Dataset entries:
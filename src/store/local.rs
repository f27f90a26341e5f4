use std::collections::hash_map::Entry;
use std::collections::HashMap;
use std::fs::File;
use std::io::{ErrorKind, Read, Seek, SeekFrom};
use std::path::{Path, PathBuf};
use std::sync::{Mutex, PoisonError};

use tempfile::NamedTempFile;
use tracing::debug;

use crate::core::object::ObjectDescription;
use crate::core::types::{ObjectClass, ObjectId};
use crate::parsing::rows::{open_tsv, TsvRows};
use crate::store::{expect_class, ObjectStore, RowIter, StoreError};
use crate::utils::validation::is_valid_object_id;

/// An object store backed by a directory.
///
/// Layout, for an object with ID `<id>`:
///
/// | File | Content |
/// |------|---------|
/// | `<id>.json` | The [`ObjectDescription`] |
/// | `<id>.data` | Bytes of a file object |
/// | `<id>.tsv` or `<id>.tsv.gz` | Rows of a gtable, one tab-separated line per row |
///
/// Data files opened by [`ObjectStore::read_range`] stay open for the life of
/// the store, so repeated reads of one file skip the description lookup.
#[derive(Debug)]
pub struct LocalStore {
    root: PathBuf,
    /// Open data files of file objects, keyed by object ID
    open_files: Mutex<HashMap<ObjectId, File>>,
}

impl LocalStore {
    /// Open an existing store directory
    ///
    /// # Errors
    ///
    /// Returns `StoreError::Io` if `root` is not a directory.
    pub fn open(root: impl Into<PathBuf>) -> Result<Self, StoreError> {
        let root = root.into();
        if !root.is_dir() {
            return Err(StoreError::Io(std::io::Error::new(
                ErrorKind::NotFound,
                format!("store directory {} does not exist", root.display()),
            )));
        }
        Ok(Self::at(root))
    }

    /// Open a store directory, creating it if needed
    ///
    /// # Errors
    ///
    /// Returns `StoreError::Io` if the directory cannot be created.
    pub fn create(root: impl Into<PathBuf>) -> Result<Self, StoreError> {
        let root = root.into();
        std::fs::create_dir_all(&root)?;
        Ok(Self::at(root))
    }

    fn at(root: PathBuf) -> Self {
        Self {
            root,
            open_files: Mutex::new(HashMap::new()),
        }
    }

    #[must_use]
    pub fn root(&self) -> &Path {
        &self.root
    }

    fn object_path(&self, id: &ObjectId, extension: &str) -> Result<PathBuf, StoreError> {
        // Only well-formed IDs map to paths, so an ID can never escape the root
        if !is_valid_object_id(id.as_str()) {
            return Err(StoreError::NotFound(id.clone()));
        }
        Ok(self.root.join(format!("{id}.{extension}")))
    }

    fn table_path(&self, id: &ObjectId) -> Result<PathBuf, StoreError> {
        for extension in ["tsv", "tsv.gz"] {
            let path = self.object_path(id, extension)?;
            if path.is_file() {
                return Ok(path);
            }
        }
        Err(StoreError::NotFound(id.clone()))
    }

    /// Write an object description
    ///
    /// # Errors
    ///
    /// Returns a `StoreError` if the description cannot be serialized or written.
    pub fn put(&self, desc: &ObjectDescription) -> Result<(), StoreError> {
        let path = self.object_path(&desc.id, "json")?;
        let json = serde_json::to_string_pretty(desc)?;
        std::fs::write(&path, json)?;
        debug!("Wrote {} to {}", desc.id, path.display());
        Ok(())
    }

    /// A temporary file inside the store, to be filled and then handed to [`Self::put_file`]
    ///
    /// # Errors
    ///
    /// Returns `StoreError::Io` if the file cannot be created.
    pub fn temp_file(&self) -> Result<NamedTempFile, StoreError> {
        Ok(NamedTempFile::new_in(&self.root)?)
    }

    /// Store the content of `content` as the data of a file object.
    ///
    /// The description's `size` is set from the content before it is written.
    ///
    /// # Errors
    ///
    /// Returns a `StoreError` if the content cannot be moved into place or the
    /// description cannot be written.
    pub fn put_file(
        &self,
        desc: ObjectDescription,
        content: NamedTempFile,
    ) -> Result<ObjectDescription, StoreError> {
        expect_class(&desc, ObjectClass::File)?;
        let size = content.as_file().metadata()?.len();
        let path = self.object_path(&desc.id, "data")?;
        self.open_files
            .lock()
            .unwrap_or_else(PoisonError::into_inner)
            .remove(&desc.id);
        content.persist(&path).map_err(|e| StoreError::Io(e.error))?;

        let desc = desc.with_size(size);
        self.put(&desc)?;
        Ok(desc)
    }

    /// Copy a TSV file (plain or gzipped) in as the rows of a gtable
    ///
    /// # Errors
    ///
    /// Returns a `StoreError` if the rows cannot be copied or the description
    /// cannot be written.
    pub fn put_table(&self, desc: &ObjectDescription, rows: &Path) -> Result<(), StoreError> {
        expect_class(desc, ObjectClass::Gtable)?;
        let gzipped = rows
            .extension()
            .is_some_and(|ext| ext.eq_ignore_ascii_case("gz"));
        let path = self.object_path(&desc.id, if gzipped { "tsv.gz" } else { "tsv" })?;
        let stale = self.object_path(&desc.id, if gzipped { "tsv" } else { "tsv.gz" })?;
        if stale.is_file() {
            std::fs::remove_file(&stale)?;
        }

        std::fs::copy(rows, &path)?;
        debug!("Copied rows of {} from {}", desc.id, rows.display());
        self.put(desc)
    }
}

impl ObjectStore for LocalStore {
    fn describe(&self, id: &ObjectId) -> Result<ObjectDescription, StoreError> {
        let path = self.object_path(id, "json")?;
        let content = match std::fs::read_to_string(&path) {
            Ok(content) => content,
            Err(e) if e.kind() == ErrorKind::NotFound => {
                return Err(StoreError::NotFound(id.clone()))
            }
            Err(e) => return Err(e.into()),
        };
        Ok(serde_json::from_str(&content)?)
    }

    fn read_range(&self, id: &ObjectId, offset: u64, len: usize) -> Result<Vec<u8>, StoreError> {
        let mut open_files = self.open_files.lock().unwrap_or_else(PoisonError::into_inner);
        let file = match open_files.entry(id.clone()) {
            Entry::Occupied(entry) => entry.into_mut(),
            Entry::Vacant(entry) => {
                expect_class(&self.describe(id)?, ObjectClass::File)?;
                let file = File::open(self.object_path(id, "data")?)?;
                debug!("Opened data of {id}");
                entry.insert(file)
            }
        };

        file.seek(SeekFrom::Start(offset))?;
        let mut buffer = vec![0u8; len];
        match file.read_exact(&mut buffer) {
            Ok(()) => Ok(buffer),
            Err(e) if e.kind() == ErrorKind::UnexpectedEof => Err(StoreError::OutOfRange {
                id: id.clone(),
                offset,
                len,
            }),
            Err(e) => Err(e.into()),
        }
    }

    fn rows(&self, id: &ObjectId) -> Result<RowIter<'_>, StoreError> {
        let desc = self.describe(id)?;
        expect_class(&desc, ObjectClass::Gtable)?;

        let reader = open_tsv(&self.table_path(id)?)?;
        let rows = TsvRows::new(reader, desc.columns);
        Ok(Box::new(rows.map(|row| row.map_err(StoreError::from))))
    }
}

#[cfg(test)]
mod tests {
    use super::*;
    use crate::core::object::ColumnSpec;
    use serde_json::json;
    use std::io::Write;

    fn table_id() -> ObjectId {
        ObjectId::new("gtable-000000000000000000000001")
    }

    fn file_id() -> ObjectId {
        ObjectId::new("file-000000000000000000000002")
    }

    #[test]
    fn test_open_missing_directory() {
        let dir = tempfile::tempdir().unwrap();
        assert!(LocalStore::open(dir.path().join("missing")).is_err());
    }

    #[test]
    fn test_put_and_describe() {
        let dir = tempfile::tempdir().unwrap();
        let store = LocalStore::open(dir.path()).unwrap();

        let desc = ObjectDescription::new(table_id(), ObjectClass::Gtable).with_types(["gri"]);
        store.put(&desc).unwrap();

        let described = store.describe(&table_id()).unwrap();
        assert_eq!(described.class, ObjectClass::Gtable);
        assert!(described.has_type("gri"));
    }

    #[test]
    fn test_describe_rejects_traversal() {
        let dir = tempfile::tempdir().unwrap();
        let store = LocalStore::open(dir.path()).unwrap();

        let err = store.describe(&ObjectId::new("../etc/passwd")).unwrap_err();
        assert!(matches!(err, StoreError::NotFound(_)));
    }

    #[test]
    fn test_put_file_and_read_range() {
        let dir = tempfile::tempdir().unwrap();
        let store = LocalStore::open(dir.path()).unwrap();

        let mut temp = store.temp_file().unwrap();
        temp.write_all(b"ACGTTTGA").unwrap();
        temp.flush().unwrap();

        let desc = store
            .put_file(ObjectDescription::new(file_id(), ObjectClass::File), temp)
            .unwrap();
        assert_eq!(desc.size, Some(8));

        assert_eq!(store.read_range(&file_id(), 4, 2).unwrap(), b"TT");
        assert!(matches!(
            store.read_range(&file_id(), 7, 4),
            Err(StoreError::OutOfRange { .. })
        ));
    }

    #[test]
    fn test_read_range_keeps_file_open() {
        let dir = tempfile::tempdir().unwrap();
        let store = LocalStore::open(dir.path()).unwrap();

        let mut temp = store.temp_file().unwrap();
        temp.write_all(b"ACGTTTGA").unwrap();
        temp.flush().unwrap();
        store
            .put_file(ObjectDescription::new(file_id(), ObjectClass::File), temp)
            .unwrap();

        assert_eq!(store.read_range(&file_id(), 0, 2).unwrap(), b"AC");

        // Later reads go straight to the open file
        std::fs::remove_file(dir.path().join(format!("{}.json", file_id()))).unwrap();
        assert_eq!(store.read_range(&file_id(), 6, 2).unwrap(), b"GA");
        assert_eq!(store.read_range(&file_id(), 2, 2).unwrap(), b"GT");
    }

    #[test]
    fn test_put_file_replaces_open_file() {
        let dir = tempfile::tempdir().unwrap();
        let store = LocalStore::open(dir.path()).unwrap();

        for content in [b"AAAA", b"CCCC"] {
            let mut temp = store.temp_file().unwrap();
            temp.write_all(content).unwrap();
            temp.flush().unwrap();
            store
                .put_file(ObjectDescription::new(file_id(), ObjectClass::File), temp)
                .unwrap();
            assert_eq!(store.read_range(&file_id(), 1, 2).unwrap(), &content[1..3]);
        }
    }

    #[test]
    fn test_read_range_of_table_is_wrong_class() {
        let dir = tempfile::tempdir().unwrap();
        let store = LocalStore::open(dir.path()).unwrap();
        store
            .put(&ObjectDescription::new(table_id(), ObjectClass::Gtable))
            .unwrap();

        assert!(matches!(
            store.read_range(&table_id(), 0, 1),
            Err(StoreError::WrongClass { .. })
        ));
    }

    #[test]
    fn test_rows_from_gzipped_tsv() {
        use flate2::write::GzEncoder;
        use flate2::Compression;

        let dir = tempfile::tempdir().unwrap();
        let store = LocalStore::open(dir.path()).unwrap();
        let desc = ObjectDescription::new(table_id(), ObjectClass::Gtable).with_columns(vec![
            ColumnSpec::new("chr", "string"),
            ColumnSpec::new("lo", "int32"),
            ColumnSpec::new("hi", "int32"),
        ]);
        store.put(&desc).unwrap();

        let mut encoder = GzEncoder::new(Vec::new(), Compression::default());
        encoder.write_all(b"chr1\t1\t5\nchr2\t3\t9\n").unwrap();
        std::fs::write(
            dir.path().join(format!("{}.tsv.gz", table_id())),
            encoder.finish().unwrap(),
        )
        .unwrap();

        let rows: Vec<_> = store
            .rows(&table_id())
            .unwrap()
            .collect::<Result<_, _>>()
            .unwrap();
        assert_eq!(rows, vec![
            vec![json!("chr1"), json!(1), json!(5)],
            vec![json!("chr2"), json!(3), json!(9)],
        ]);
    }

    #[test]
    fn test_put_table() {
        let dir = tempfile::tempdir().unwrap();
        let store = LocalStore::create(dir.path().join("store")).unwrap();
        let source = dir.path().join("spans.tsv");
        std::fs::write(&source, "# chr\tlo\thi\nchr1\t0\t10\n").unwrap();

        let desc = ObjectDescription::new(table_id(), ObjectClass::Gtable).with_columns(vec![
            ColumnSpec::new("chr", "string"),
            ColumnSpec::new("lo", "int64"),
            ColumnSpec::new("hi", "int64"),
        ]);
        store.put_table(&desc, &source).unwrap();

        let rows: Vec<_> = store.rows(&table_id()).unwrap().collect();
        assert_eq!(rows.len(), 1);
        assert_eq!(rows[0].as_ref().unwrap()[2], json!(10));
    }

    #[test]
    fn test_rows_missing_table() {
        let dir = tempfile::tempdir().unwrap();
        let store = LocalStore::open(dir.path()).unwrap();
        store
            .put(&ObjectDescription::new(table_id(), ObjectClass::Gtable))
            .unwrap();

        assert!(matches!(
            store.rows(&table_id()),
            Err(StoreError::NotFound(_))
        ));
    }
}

▶ [About this exercise] Give back, word for word, only the lines above from the line holding "it is written." to the line holding "fn describe(&self, id: &ObjectId)", both included.

▶ [Response area]
    /// The description's `size` is set from the content before it is written.
    ///
    /// # Errors
    ///
    /// Returns a `StoreError` if the content cannot be moved into place or the
    /// description cannot be written.
    pub fn put_file(
        &self,
        desc: ObjectDescription,
        content: NamedTempFile,
    ) -> Result<ObjectDescription, StoreError> {
        expect_class(&desc, ObjectClass::File)?;
        let size = content.as_file().metadata()?.len();
        let path = self.object_path(&desc.id, "data")?;
        self.open_files
            .lock()
            .unwrap_or_else(PoisonError::into_inner)
            .remove(&desc.id);
        content.persist(&path).map_err(|e| StoreError::Io(e.error))?;

        let desc = desc.with_size(size);
        self.put(&desc)?;
        Ok(desc)
    }

    /// Copy a TSV file (plain or gzipped) in as the rows of a gtable
    ///
    /// # Errors
    ///
    /// Returns a `StoreError` if the rows cannot be copied or the description
    /// cannot be written.
    pub fn put_table(&self, desc: &ObjectDescription, rows: &Path) -> Result<(), StoreError> {
        expect_class(desc, ObjectClass::Gtable)?;
        let gzipped = rows
            .extension()
            .is_some_and(|ext| ext.eq_ignore_ascii_case("gz"));
        let path = self.object_path(&desc.id, if gzipped { "tsv.gz" } else { "tsv" })?;
        let stale = self.object_path(&desc.id, if gzipped { "tsv" } else { "tsv.gz" })?;
        if stale.is_file() {
            std::fs::remove_file(&stale)?;
        }

        std::fs::copy(rows, &path)?;
        debug!("Copied rows of {} from {}", desc.id, rows.display());
        self.put(desc)
    }
}

impl ObjectStore for LocalStore {
    fn describe(&self, id: &ObjectId) -> Result<ObjectDescription, StoreError> {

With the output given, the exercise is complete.